→ Task to carry out: What you give back must match the data character for character.

[Data records — start]

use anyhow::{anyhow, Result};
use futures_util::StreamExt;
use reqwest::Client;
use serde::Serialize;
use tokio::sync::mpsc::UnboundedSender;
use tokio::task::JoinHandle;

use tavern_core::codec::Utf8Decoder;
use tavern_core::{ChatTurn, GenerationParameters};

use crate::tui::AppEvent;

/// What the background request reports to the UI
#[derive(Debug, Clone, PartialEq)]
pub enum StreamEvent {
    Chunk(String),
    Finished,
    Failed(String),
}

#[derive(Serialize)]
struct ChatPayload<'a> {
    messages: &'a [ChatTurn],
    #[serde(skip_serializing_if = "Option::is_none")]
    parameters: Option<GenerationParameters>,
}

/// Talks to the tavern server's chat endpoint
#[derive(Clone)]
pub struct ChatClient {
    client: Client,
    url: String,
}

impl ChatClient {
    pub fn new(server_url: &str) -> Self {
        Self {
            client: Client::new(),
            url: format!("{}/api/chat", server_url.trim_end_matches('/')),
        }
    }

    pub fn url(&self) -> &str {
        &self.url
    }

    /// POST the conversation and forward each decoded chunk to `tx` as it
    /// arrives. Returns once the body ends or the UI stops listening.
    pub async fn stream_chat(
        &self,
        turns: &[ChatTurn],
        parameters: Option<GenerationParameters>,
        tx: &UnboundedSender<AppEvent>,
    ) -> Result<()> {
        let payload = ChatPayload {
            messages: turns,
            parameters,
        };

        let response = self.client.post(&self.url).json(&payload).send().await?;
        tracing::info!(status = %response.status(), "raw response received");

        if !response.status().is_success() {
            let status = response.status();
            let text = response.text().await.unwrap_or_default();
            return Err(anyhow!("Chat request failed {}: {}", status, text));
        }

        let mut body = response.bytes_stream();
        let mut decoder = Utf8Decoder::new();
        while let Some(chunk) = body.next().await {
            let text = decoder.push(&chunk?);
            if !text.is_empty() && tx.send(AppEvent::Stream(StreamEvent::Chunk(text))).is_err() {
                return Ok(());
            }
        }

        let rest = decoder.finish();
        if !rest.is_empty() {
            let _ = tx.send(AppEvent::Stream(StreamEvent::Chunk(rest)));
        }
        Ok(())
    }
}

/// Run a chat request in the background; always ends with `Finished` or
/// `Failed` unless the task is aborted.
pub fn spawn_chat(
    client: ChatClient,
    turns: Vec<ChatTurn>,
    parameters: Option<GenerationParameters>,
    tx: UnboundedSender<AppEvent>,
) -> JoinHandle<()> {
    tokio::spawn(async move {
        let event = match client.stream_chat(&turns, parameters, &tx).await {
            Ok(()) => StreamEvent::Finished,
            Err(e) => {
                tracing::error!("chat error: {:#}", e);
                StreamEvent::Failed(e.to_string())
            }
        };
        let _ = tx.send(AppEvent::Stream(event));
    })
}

[Data records — finish]

→ Result:
use anyhow::{anyhow, Result};
use futures_util::StreamExt;
use reqwest::Client;
use serde::Serialize;
use tokio::sync::mpsc::UnboundedSender;
use tokio::task::JoinHandle;

use tavern_core::codec::Utf8Decoder;
use tavern_core::{ChatTurn, GenerationParameters};

use crate::tui::AppEvent;

/// What the background request reports to the UI
#[derive(Debug, Clone, PartialEq)]
pub enum StreamEvent {
    Chunk(String),
    Finished,
    Failed(String),
}

#[derive(Serialize)]
struct ChatPayload<'a> {
    messages: &'a [ChatTurn],
    #[serde(skip_serializing_if = "Option::is_none")]
    parameters: Option<GenerationParameters>,
}

/// Talks to the tavern server's chat endpoint
#[derive(Clone)]
pub struct ChatClient {
    client: Client,
    url: String,
}

impl ChatClient {
    pub fn new(server_url: &str) -> Self {
        Self {
            client: Client::new(),
            url: format!("{}/api/chat", server_url.trim_end_matches('/')),
        }
    }

    pub fn url(&self) -> &str {
        &self.url
    }

    /// POST the conversation and forward each decoded chunk to `tx` as it
    /// arrives. Returns once the body ends or the UI stops listening.
    pub async fn stream_chat(
        &self,
        turns: &[ChatTurn],
        parameters: Option<GenerationParameters>,
        tx: &UnboundedSender<AppEvent>,
    ) -> Result<()> {
        let payload = ChatPayload {
            messages: turns,
            parameters,
        };

        let response = self.client.post(&self.url).json(&payload).send().await?;
        tracing::info!(status = %response.status(), "raw response received");

        if !response.status().is_success() {
            let status = response.status();
            let text = response.text().await.unwrap_or_default();
            return Err(anyhow!("Chat request failed {}: {}", status, text));
        }

        let mut body = response.bytes_stream();
        let mut decoder = Utf8Decoder::new();
        while let Some(chunk) = body.next().await {
            let text = decoder.push(&chunk?);
            if !text.is_empty() && tx.send(AppEvent::Stream(StreamEvent::Chunk(text))).is_err() {
                return Ok(());
            }
        }

        let rest = decoder.finish();
        if !rest.is_empty() {
            let _ = tx.send(AppEvent::Stream(StreamEvent::Chunk(rest)));
        }
        Ok(())
    }
}

/// Run a chat request in the background; always ends with `Finished` or
/// `Failed` unless the task is aborted.
pub fn spawn_chat(
    client: ChatClient,
    turns: Vec<ChatTurn>,
    parameters: Option<GenerationParameters>,
    tx: UnboundedSender<AppEvent>,
) -> JoinHandle<()> {
    tokio::spawn(async move {
        let event = match client.stream_chat(&turns, parameters, &tx).await {
            Ok(()) => StreamEvent::Finished,
            Err(e) => {
                tracing::error!("chat error: {:#}", e);
                StreamEvent::Failed(e.to_string())
            }
        };
        let _ = tx.send(AppEvent::Stream(event));
    })
}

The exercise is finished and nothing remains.